RECORDS PROVIDED Block Start

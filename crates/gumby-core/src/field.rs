//! Schema fields: a storage kind plus a name and a required flag.
//!
//! A [`FieldKind`] knows how one non-null value converts between its domain
//! type and the store-native JSON form. [`Field`] wraps a kind with the
//! field's name and required-ness and owns all null handling, so a kind never
//! sees a null.

use chrono::{DateTime, NaiveDate, NaiveDateTime, SecondsFormat, Utc};
use serde_json::{Value, json};

use crate::{
  Error, Result, document::StoreDocument, geo::GeoPoint, path::FieldPath,
};

// ─── Kind capability ─────────────────────────────────────────────────────────

/// Conversion and validation for one storage kind.
pub trait FieldKind: Send + Sync {
  type Value: Clone + PartialEq + std::fmt::Debug;

  /// The index mapping entry for fields of this kind.
  fn mapping(&self) -> Value;

  /// Project a domain value to its store-native form.
  fn encode(&self, value: &Self::Value) -> Result<Value>;

  /// Parse a non-null store value.
  fn decode(&self, raw: &Value) -> Result<Self::Value>;

  /// Constraints on an in-memory value beyond what its type guarantees.
  fn check(&self, _value: &Self::Value) -> Result<()> { Ok(()) }

  /// Check a non-null store value without keeping the decoded result.
  fn validate_raw(&self, raw: &Value) -> Result<()> {
    self.decode(raw).and_then(|v| self.check(&v))
  }

  /// Turn a failure of this kind into a violation of the field at `field`.
  fn violation(&self, field: &FieldPath, error: Error) -> Error {
    error.at(field)
  }
}

// ─── Field ───────────────────────────────────────────────────────────────────

/// A named field of a document schema.
#[derive(Debug, Clone, Copy)]
pub struct Field<K> {
  name:     &'static str,
  required: bool,
  kind:     K,
}

impl<K> Field<K> {
  pub const fn required(name: &'static str, kind: K) -> Self {
    Self {
      name,
      required: true,
      kind,
    }
  }

  pub const fn optional(name: &'static str, kind: K) -> Self {
    Self {
      name,
      required: false,
      kind,
    }
  }

  pub fn name(&self) -> &'static str { self.name }

  pub fn is_required(&self) -> bool { self.required }

  pub fn kind(&self) -> &K { &self.kind }

  fn path(&self) -> FieldPath { FieldPath::from(self.name) }

  fn missing(&self) -> Error {
    Error::MissingRequiredField { field: self.path() }
  }
}

impl<K: FieldKind> Field<K> {
  /// Validate an in-memory value.
  pub fn validate(&self, value: Option<&K::Value>) -> Result<()> {
    match value {
      None if self.required => Err(self.missing()),
      None => Ok(()),
      Some(v) => self
        .kind
        .check(v)
        .map_err(|e| self.kind.violation(&self.path(), e)),
    }
  }

  /// Validate a store-native value; `None` (absent key) counts as null.
  pub fn validate_raw(&self, raw: Option<&Value>) -> Result<()> {
    match non_null(raw) {
      None if self.required => Err(self.missing()),
      None => Ok(()),
      Some(v) => self
        .kind
        .validate_raw(v)
        .map_err(|e| self.kind.violation(&self.path(), e)),
    }
  }

  /// Encode a value; null stays null unless the field is required.
  pub fn encode(&self, value: Option<&K::Value>) -> Result<Value> {
    match value {
      None if self.required => Err(self.missing()),
      None => Ok(Value::Null),
      Some(v) => self.kind.encode(v),
    }
  }

  /// Decode a store-native value; null (or an absent key) yields `None`.
  pub fn decode(&self, raw: Option<&Value>) -> Result<Option<K::Value>> {
    non_null(raw).map(|v| self.kind.decode(v)).transpose()
  }

  /// Encode `value` into `doc` under this field's name.
  pub fn write(&self, doc: &mut StoreDocument, value: Option<&K::Value>) -> Result<()> {
    let encoded = match value {
      None if self.required => return Err(self.missing()),
      None => Value::Null,
      Some(v) => self.kind.encode(v).map_err(|e| e.at(&self.path()))?,
    };
    doc.insert(self.name.to_owned(), encoded);
    Ok(())
  }

  /// Decode this field out of `doc`, tagging any failure with its name.
  pub fn read(&self, doc: &StoreDocument) -> Result<Option<K::Value>> {
    self
      .decode(doc.get(self.name))
      .map_err(|e| e.at(&self.path()))
  }
}

fn non_null(raw: Option<&Value>) -> Option<&Value> {
  raw.filter(|v| !v.is_null())
}

// ─── Untyped view ────────────────────────────────────────────────────────────

/// The parts of a field that do not depend on its domain type; lets a
/// schema hold its fields as one ordered list.
pub trait RawField: Send + Sync {
  fn name(&self) -> &'static str;
  fn is_required(&self) -> bool;
  fn mapping(&self) -> Value;
  fn validate_raw(&self, raw: Option<&Value>) -> Result<()>;
}

impl<K: FieldKind> RawField for Field<K> {
  fn name(&self) -> &'static str { self.name }

  fn is_required(&self) -> bool { self.required }

  fn mapping(&self) -> Value { self.kind.mapping() }

  fn validate_raw(&self, raw: Option<&Value>) -> Result<()> {
    Field::validate_raw(self, raw)
  }
}

/// JSON type name used in [`Error::UnexpectedType`].
pub(crate) fn type_name(raw: &Value) -> &'static str {
  match raw {
    Value::Null => "null",
    Value::Bool(_) => "boolean",
    Value::Number(_) => "number",
    Value::String(_) => "string",
    Value::Array(_) => "array",
    Value::Object(_) => "object",
  }
}

pub(crate) fn expect_str<'a>(raw: &'a Value, expected: &'static str) -> Result<&'a str> {
  raw.as_str().ok_or(Error::UnexpectedType {
    expected,
    found: type_name(raw),
  })
}

// ─── Plain kinds ─────────────────────────────────────────────────────────────

/// An exact-match string.
#[derive(Debug, Clone, Copy, Default)]
pub struct Keyword;

impl FieldKind for Keyword {
  type Value = String;

  fn mapping(&self) -> Value { json!({ "type": "keyword" }) }

  fn encode(&self, value: &String) -> Result<Value> {
    Ok(Value::String(value.clone()))
  }

  fn decode(&self, raw: &Value) -> Result<String> {
    expect_str(raw, "string").map(str::to_owned)
  }
}

/// A native boolean.
#[derive(Debug, Clone, Copy, Default)]
pub struct Boolean;

impl FieldKind for Boolean {
  type Value = bool;

  fn mapping(&self) -> Value { json!({ "type": "boolean" }) }

  fn encode(&self, value: &bool) -> Result<Value> { Ok(Value::Bool(*value)) }

  fn decode(&self, raw: &Value) -> Result<bool> {
    raw.as_bool().ok_or(Error::UnexpectedType {
      expected: "boolean",
      found:    type_name(raw),
    })
  }
}

/// A UTC timestamp, stored as RFC 3339 text.
///
/// Decoding also accepts what the search engine's default date format does:
/// naive ISO-8601 date-times (taken as UTC), bare dates, and epoch
/// milliseconds.
#[derive(Debug, Clone, Copy, Default)]
pub struct Date;

impl FieldKind for Date {
  type Value = DateTime<Utc>;

  fn mapping(&self) -> Value { json!({ "type": "date" }) }

  fn encode(&self, value: &DateTime<Utc>) -> Result<Value> {
    Ok(Value::String(value.to_rfc3339_opts(SecondsFormat::AutoSi, true)))
  }

  fn decode(&self, raw: &Value) -> Result<DateTime<Utc>> {
    match raw {
      Value::String(s) => parse_date(s),
      Value::Number(n) => n
        .as_i64()
        .and_then(DateTime::from_timestamp_millis)
        .ok_or_else(|| Error::InvalidDate { given: n.to_string() }),
      other => Err(Error::UnexpectedType {
        expected: "date string or epoch milliseconds",
        found:    type_name(other),
      }),
    }
  }
}

fn parse_date(s: &str) -> Result<DateTime<Utc>> {
  if let Ok(dt) = DateTime::parse_from_rfc3339(s) {
    return Ok(dt.with_timezone(&Utc));
  }
  if let Ok(naive) = NaiveDateTime::parse_from_str(s, "%Y-%m-%dT%H:%M:%S%.f") {
    return Ok(naive.and_utc());
  }
  NaiveDate::parse_from_str(s, "%Y-%m-%d")
    .ok()
    .and_then(|d| d.and_hms_opt(0, 0, 0))
    .map(|naive| naive.and_utc())
    .ok_or_else(|| Error::InvalidDate { given: s.to_owned() })
}

/// A latitude/longitude pair, stored as `{"lat": .., "lon": ..}`.
///
/// Decoding also accepts a `[lon, lat]` array and a `"lat,lon"` string.
#[derive(Debug, Clone, Copy, Default)]
pub struct Geo;

impl FieldKind for Geo {
  type Value = GeoPoint;

  fn mapping(&self) -> Value { json!({ "type": "geo_point" }) }

  fn encode(&self, value: &GeoPoint) -> Result<Value> {
    value.check()?;
    Ok(json!({ "lat": value.lat, "lon": value.lon }))
  }

  fn decode(&self, raw: &Value) -> Result<GeoPoint> {
    let (lat, lon) = match raw {
      Value::Object(map) => {
        let coord = |key: &str| map.get(key).and_then(Value::as_f64);
        coord("lat")
          .zip(coord("lon"))
          .ok_or_else(|| Error::MalformedPoint { given: raw.to_string() })?
      }
      Value::Array(items) => match items.as_slice() {
        [lon, lat] => lat
          .as_f64()
          .zip(lon.as_f64())
          .ok_or_else(|| Error::MalformedPoint { given: raw.to_string() })?,
        _ => return Err(Error::MalformedPoint { given: raw.to_string() }),
      },
      Value::String(s) => s
        .split_once(',')
        .and_then(|(lat, lon)| {
          Some((lat.trim().parse::<f64>().ok()?, lon.trim().parse::<f64>().ok()?))
        })
        .ok_or_else(|| Error::MalformedPoint { given: s.clone() })?,
      other => {
        return Err(Error::UnexpectedType {
          expected: "geo point",
          found:    type_name(other),
        });
      }
    };
    GeoPoint::new(lat, lon)
  }

  fn check(&self, value: &GeoPoint) -> Result<()> { value.check() }
}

RECORDS PROVIDED Block End

AIM OF THE EXERCISE:
Track down every line in the entries that includes the string "static", and copy it.

RESPONSE BELOW:
  name:     &'static str,
  pub const fn required(name: &'static str, kind: K) -> Self {
  pub const fn optional(name: &'static str, kind: K) -> Self {
  pub fn name(&self) -> &'static str { self.name }
  fn name(&self) -> &'static str;
  fn name(&self) -> &'static str { self.name }
pub(crate) fn type_name(raw: &Value) -> &'static str {
pub(crate) fn expect_str<'a>(raw: &'a Value, expected: &'static str) -> Result<&'a str> {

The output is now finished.